• [WORK REQUEST] Once you reach the line that holds "value: not present" in the listing below, output it and every line after it through the line that holds "use std::fmt;", word for word.
*** Block opens ***
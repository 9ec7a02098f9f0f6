//! Persistence for the token document.
//!
//! A store holds flat JSON documents addressed by `(collection, document)`.
//! Reads distinguish "absent" (`Ok(None)`) from store failures (`Err`);
//! [`read_field_or_absent`] collapses both into `None` for callers that
//! prefer the fail-soft behaviour.

pub mod file;
pub mod firestore;
pub mod memory;

use async_trait::async_trait;
use serde_json::{Map, Value};

use crate::error::SchwabError;

pub use file::FileStore;
pub use firestore::FirestoreStore;
pub use memory::MemoryStore;

pub type Document = Map<String, Value>;

#[derive(Debug, Clone, PartialEq, Eq, Hash)]
pub struct DocumentRef {
    pub collection: String,
    pub document: String,
}

impl DocumentRef {
    pub fn new(collection: impl Into<String>, document: impl Into<String>) -> Self {
        Self {
            collection: collection.into(),
            document: document.into(),
        }
    }

    pub(crate) fn store_error(&self, detail: impl std::fmt::Display) -> SchwabError {
        SchwabError::StoreError {
            collection: self.collection.clone(),
            document: self.document.clone(),
            detail: detail.to_string(),
        }
    }

    pub(crate) fn missing(&self, key: &str) -> SchwabError {
        SchwabError::NoStoredToken {
            collection: self.collection.clone(),
            document: self.document.clone(),
            key: key.to_string(),
        }
    }
}

impl std::fmt::Display for DocumentRef {
    fn fmt(&self, f: &mut std::fmt::Formatter<'_>) -> std::fmt::Result {
        write!(f, "{}/{}", self.collection, self.document)
    }
}

#[async_trait]
pub trait DocumentStore: Send + Sync {
    /// Read a whole document. `Ok(None)` when it does not exist.
    async fn read_document(&self, doc: &DocumentRef) -> Result<Option<Document>, SchwabError>;

    /// Replace the whole document body, creating it if absent.
    async fn write_document(&self, doc: &DocumentRef, body: &Document)
        -> Result<(), SchwabError>;

    /// Read one field. `Ok(None)` when the document or the field is missing.
    async fn read_field(&self, doc: &DocumentRef, key: &str) -> Result<Option<Value>, SchwabError> {
        Ok(self
            .read_document(doc)
            .await?
            .and_then(|mut body| body.remove(key)))
    }
}

/// Read a field, logging and swallowing store errors.
///
/// Callers cannot tell "not found" from "store unreachable" through this
/// function; use [`DocumentStore::read_field`] when that matters.
pub async fn read_field_or_absent(
    store: &dyn DocumentStore,
    doc: &DocumentRef,
    key: &str,
) -> Option<Value> {
    match store.read_field(doc, key).await {
        Ok(Some(value)) => {
            tracing::debug!("Retrieved {key} value from {doc}");
            Some(value)
        }
        Ok(None) => {
            tracing::error!("Failed to retrieve {key} value: not present in {doc}");
            None
        }
        Err(e) => {
            tracing::error!("Failed to retrieve {key} value: {e}");
            None
        }
    }
}

/// Read a required string field, failing with `NoStoredToken` when absent.
pub async fn read_required_string(
    store: &dyn DocumentStore,
    doc: &DocumentRef,
    key: &str,
) -> Result<String, SchwabError> {
    match store.read_field(doc, key).await? {
        Some(Value::String(s)) if !s.is_empty() => Ok(s),
        Some(_) | None => {
            tracing::error!("No usable {key} stored in {doc}");
            Err(doc.missing(key))
        }
    }
}
// ============================================================================
// Numeric Errors
// Error types for decimal construction and arithmetic
// ============================================================================

use std::fmt;

/// Errors that can occur while building or combining decimal values.
#[derive(Debug, Clone, PartialEq, Eq, Hash)]
pub enum NumericError {
    /// Input text is not a decimal literal
    Parse { input: String },
    /// Attempted division by zero
    DivisionByZero,
    /// NaN or infinite float where a finite value is required
    NonFinite,
    /// Square root of a negative value
    NegativeRoot,
    /// Value does not fit the requested target type
    OutOfRange,
}

impl fmt::Display for NumericError {
    fn fmt(&self, f: &mut fmt::Formatter<'_>) -> fmt::Result {
        match self {
            NumericError::Parse { input } => {
                write!(f, "invalid input: {:?} is not a decimal number", input)
            },
            NumericError::DivisionByZero => write!(f, "division by zero"),
            NumericError::NonFinite => {
                write!(f, "non-finite float: NaN and infinity have no decimal value")
            },
            NumericError::NegativeRoot => write!(f, "square root of a negative value"),
            NumericError::OutOfRange => write!(f, "value out of range for the target type"),
        }
    }
}

impl std::error::Error for NumericError {}

/// Result type alias for numeric operations
pub type NumericResult<T> = Result<T, NumericError>;

#[cfg(test)]
mod tests {
    use super::*;

    #[test]
    fn test_error_display() {
        assert_eq!(NumericError::DivisionByZero.to_string(), "division by zero");
        assert_eq!(
            NumericError::Parse {
                input: "abc".to_string()
            }
            .to_string(),
            "invalid input: \"abc\" is not a decimal number"
        );
    }

    #[test]
    fn test_error_equality() {
        assert_eq!(NumericError::NonFinite, NumericError::NonFinite);
        assert_ne!(NumericError::NonFinite, NumericError::NegativeRoot);
    }
}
*** Block closes ***
• [TASK SOLUTION]
            tracing::error!("Failed to retrieve {key} value: not present in {doc}");
            None
        }
        Err(e) => {
            tracing::error!("Failed to retrieve {key} value: {e}");
            None
        }
    }
}

/// Read a required string field, failing with `NoStoredToken` when absent.
pub async fn read_required_string(
    store: &dyn DocumentStore,
    doc: &DocumentRef,
    key: &str,
) -> Result<String, SchwabError> {
    match store.read_field(doc, key).await? {
        Some(Value::String(s)) if !s.is_empty() => Ok(s),
        Some(_) | None => {
            tracing::error!("No usable {key} stored in {doc}");
            Err(doc.missing(key))
        }
    }
}
// ============================================================================
// Numeric Errors
// Error types for decimal construction and arithmetic
// ============================================================================

use std::fmt;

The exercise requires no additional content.